Lozano deftly captures these two very different women’s voices as they tell their stories in alternating chapters. Feliciana does not speak Spanish, which she identifies as the “government’s language,” and is illiterate. Her narration is circular and at times repetitive, becoming recursive. As the book advances through the major events of her life, she draws continuous connections between the past and the present. In contrast, Zoe, a professionally trained journalist, writes in a clear, concise style, telling, at least initially, what seems to be a straightforward, linear tale.
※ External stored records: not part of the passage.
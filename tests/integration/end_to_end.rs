// tests/integration/end_to_end.rs
use integ_assert::{
    config::{Config, ConfigBuilder},
    error::{AppError, Result},
    run,
    runner::Verification,
    synth_options::SynthOptions,
};
use serde_json::json;
use std::collections::BTreeMap;

#[path = "../common/mod.rs"]
mod common;
use common::{TestDir, bucket_template, topic_template};

fn sh_config(dir: &TestDir) -> Config {
    ConfigBuilder::default()
        .directory(dir.path())
        .extension("sh")
        .synth_command("sh")
        .build()
        .expect("valid config")
}

fn run_to_string(config: &Config) -> (Result<Verification>, String) {
    let mut out = Vec::new();
    let result = run(config, &mut out);
    (result, String::from_utf8(out).expect("utf-8 output"))
}

#[test]
fn end_to_end_all_tests_match() {
    let dir = TestDir::new();
    dir.app("bucket", &bucket_template("a"))
        .expected("bucket", &bucket_template("a"));
    dir.app("topic", &topic_template())
        .expected("topic", &topic_template());

    let (result, out) = run_to_string(&sh_config(&dir));
    let verification = result.expect("run succeeds");

    assert!(verification.is_success());
    let names: Vec<_> = verification.outcomes.iter().map(|o| o.name.as_str()).collect();
    assert_eq!(names, ["integ.bucket.sh", "integ.topic.sh"]);
    assert_eq!(out.matches("... OK (").count(), 2);
}

#[test]
fn end_to_end_reports_changes() {
    let dir = TestDir::new();
    dir.app("bucket", &bucket_template("new-name"))
        .expected("bucket", &bucket_template("old-name"));

    let (result, out) = run_to_string(&sh_config(&dir));
    let verification = result.expect("run succeeds");

    assert_eq!(verification.failures, ["integ.bucket.sh"]);
    assert!(out.contains("CHANGED ("));
    assert!(out.contains(" ├─ [-] \"old-name\""));
    assert!(out.contains(" └─ [+] \"new-name\""));
}

#[test]
fn end_to_end_multi_stack_apps() {
    let dir = TestDir::new();
    let first = bucket_template("a");
    let second = topic_template();
    dir.multi_stack_app("stacks", &[("First", &first), ("Second", &second)])
        .expected("stacks", &json!({ "First": first, "Second": second }));

    let (result, _) = run_to_string(&sh_config(&dir));
    assert!(result.expect("run succeeds").is_success());
}

#[test]
fn end_to_end_missing_expected() {
    let dir = TestDir::new();
    dir.app("alpha", &topic_template());
    dir.app("beta", &topic_template()).expected("beta", &topic_template());

    let (result, out) = run_to_string(&sh_config(&dir));
    match result {
        Err(AppError::MissingExpected { path, record_command }) => {
            assert_eq!(path, dir.path().join("integ.alpha.expected.json"));
            assert_eq!(record_command, "npm run integ");
        }
        other => panic!("unexpected result: {other:?}"),
    }
    assert!(!out.contains("integ.beta.sh"));
}

#[test]
fn end_to_end_synth_options_reach_the_app() {
    let dir = TestDir::new();
    dir.write_file(
        "integ.env.sh",
        "printf '{\"Description\": \"%s\"}' \"$STAGE\" > \"$CDK_OUTDIR/Stack.template.json\"\n",
    );
    dir.expected("env", &json!({ "Description": "ci" }));

    let mut config = sh_config(&dir);
    config.synth_options = SynthOptions {
        context: BTreeMap::new(),
        env: BTreeMap::from([("STAGE".to_string(), "ci".to_string())]),
    };

    let (result, _) = run_to_string(&config);
    assert!(result.expect("run succeeds").is_success());
}

#[test]
fn end_to_end_synth_failure_is_fatal() {
    let dir = TestDir::new();
    dir.failing_app("broken", "TypeError: boom")
        .expected("broken", &topic_template());

    let (result, _) = run_to_string(&sh_config(&dir));
    let err = result.unwrap_err();
    assert!(err.to_string().contains("Synthesis of integ.broken.sh failed"));
    assert!(err.to_string().contains("TypeError: boom"));
}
As the novel progresses, parallels emerge in both women’s lives—the early loss of their beloved fathers, and their close relationships with their younger sisters, who have both experienced sexual assault. Feliciana’s narrative is centered around her development into a powerful curandera; although all the men in her family have been respected healers, only after all the men are gone and her sister is ill does Feliciana discover her talent. She understands the ceremonies she performs as giving her access to what she calls “the Language” and “the Book,” a secret understanding that connects her to an alternate way of knowing. In contrast, Zoe has spent her life resisting her mother’s and sister’s intuitions in favor of her father’s more mechanical worldview. Initially drawn to poetry, she has pursued journalism as the most practical application of her talent for writing. The end of the novel holds out the possibility that Zoe has yet to write her own “book.”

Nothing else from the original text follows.